## Your task:
Each line in the entries below that holds the string "CreateRoomResponse" must be copied.

Source data
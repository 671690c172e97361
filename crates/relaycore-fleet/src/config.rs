//! Fleet configuration.

/// Configuration for the fleet's allocation event bus.
#[derive(Debug, Clone, Copy)]
pub struct FleetConfig {
    /// Capacity of each allocation-event subscriber's channel. Publishing
    /// is non-blocking (`try_send`): a subscriber that falls behind misses
    /// events rather than stalling an allocation.
    pub subscriber_queue_capacity: usize,
}

impl Default for FleetConfig {
    fn default() -> Self {
        Self { subscriber_queue_capacity: 32 }
    }
}
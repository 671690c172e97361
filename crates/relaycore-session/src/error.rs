//! Error types for the session layer.

/// Errors that can occur while driving a session.
///
/// There is intentionally no `NotFound`/`InvalidToken`-style variant here:
/// authentication and reconnection are out of scope for this layer. The
/// only way a session dies is a transport-fatal condition — everything
/// else (missing room, stale send) is surfaced to the client as an
/// `OnCommandFailed`, never as a `Result::Err` here.
#[derive(Debug, thiserror::Error)]
pub enum SessionError {
    #[error("transport error: {0}")]
    Transport(String),
}
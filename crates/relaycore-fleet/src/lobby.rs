//! Lobby surface: the three client-facing operations on top of the fleet.
//!
//! Thin glue over [`Fleet`], as §4.4 describes it — the interesting logic
//! lives in the fleet itself.

use std::sync::Arc;

use relaycore_protocol::{CreateRoomResponse, JoinRoomResponse, LobbyMessage, RoomId};
use relaycore_transport::Connection;

use crate::{Fleet, FleetError};

/// Handle to the lobby's three operations: `CreateRoom`, `JoinRoom`, and
/// the `InLobby` room-list stream.
pub struct LobbySurface {
    fleet: Arc<Fleet>,
}

impl LobbySurface {
    pub fn new(fleet: Arc<Fleet>) -> Self {
        Self { fleet }
    }

    /// Allocates a fresh room under `room_name` (or a synthetic unique name
    /// if empty) and returns its id. Any allocation failure other than an
    /// id collision (`RoomAlreadyAllocated`) is a hard error; only that
    /// exact case folds into a successful response with `already_exist =
    /// true` — a real error is never silently mapped into a success.
    pub fn create_room(&self, room_name: &str) -> Result<CreateRoomResponse, FleetError> {
        let room_id = Self::fresh_room_id();
        let name = if room_name.is_empty() { format!("\0anon:{}", room_id.0) } else { room_name.to_string() };

        match self.fleet.allocate_room(room_id, name) {
            Ok(_addr) => Ok(CreateRoomResponse { room_id, already_exist: false }),
            Err(FleetError::RoomAlreadyAllocated(existing)) => {
                Ok(CreateRoomResponse { room_id: existing, already_exist: true })
            }
            Err(other) => Err(other),
        }
    }

    /// Resolves the game node address currently hosting `room_id`.
    pub fn join_room(&self, room_id: RoomId) -> Result<JoinRoomResponse, FleetError> {
        self.fleet
            .lookup_game_server_addr(room_id)
            .map(|game_server| JoinRoomResponse { game_server })
            .ok_or(FleetError::RoomNotFound(room_id))
    }

    /// Drives an `InLobby` subscriber: re-emits the full room list on every
    /// allocation event, until the stream is cancelled.
    pub async fn run_in_lobby<C, E>(&self, conn: &C) -> Result<(), FleetError>
    where
        C: Connection<(), LobbyMessage, Error = E>,
        E: std::error::Error + Send + Sync,
    {
        let (sub_id, mut events) = self.fleet.subscribe();
        let result = self.drive_in_lobby(conn, &mut events).await;
        self.fleet.unsubscribe(sub_id);
        result
    }

    async fn drive_in_lobby<C, E>(
        &self,
        conn: &C,
        events: &mut tokio::sync::mpsc::Receiver<crate::RoomAllocatedEvent>,
    ) -> Result<(), FleetError>
    where
        C: Connection<(), LobbyMessage, Error = E>,
        E: std::error::Error + Send + Sync,
    {
        loop {
            tokio::select! {
                incoming = conn.recv() => {
                    match incoming.map_err(|e| FleetError::Transport(e.to_string()))? {
                        None => return Ok(()),
                        Some(()) => continue,
                    }
                }
                event = events.recv() => {
                    match event {
                        None => return Ok(()),
                        Some(_) => {
                            let room_list = self.fleet.room_list();
                            conn.send(LobbyMessage::RoomListUpdated { room_list })
                                .await
                                .map_err(|e| FleetError::Transport(e.to_string()))?;
                        }
                    }
                }
            }
        }
    }

    fn fresh_room_id() -> RoomId {
        loop {
            let candidate = rand::random::<u64>();
            if candidate != 0 {
                return RoomId(candidate);
            }
        }
    }
}
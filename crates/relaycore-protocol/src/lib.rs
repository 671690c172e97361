//! Wire protocol for the room/fleet stack.
//!
//! This crate defines the "language" that game-node clients, game nodes,
//! and the master node speak:
//!
//! - **Types** ([`ClientMessage`], [`ServerMessage`], [`MasterServerMessage`],
//!   [`LobbyMessage`], and the id/addr/status types) — the message
//!   structures that travel on the wire.
//! - **Errors** ([`ProtocolError`]) — what can go wrong building or
//!   validating one of those messages.
//!
//! # Architecture
//!
//! This layer does not frame bytes or open sockets — that is a transport
//! concern external to this crate. It only fixes the logical message set
//! and its serde representation, so every layer above (session, fleet)
//! agrees on vocabulary regardless of what eventually carries the bytes.
//!
//! ```text
//! Transport (bytes, external) → Protocol (this crate) → Session / Fleet
//! ```

mod error;
mod types;

pub use error::ProtocolError;
pub use types::{
    ActorId, ClientMessage, CommandKind, CreateRoomRequest, CreateRoomResponse, GameServerAddr,
    GameServerId, JoinRoomRequest, JoinRoomResponse, LobbyMessage, MasterServerMessage,
    RegisterGameServerRequest, RoomId, RoomListEntry, RoomStatus, ServerMessage,
    UpdateRoomStatusRequest, ERROR_CODE_ROOM_NOT_FOUND, GAMESERVER_ID_METADATA_KEY,
};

## Result for this task:
use relaycore_protocol::{CreateRoomResponse, JoinRoomResponse, LobbyMessage, RoomId};
    pub fn create_room(&self, room_name: &str) -> Result<CreateRoomResponse, FleetError> {
            Ok(_addr) => Ok(CreateRoomResponse { room_id, already_exist: false }),
                Ok(CreateRoomResponse { room_id: existing, already_exist: true })
    ActorId, ClientMessage, CommandKind, CreateRoomRequest, CreateRoomResponse, GameServerAddr,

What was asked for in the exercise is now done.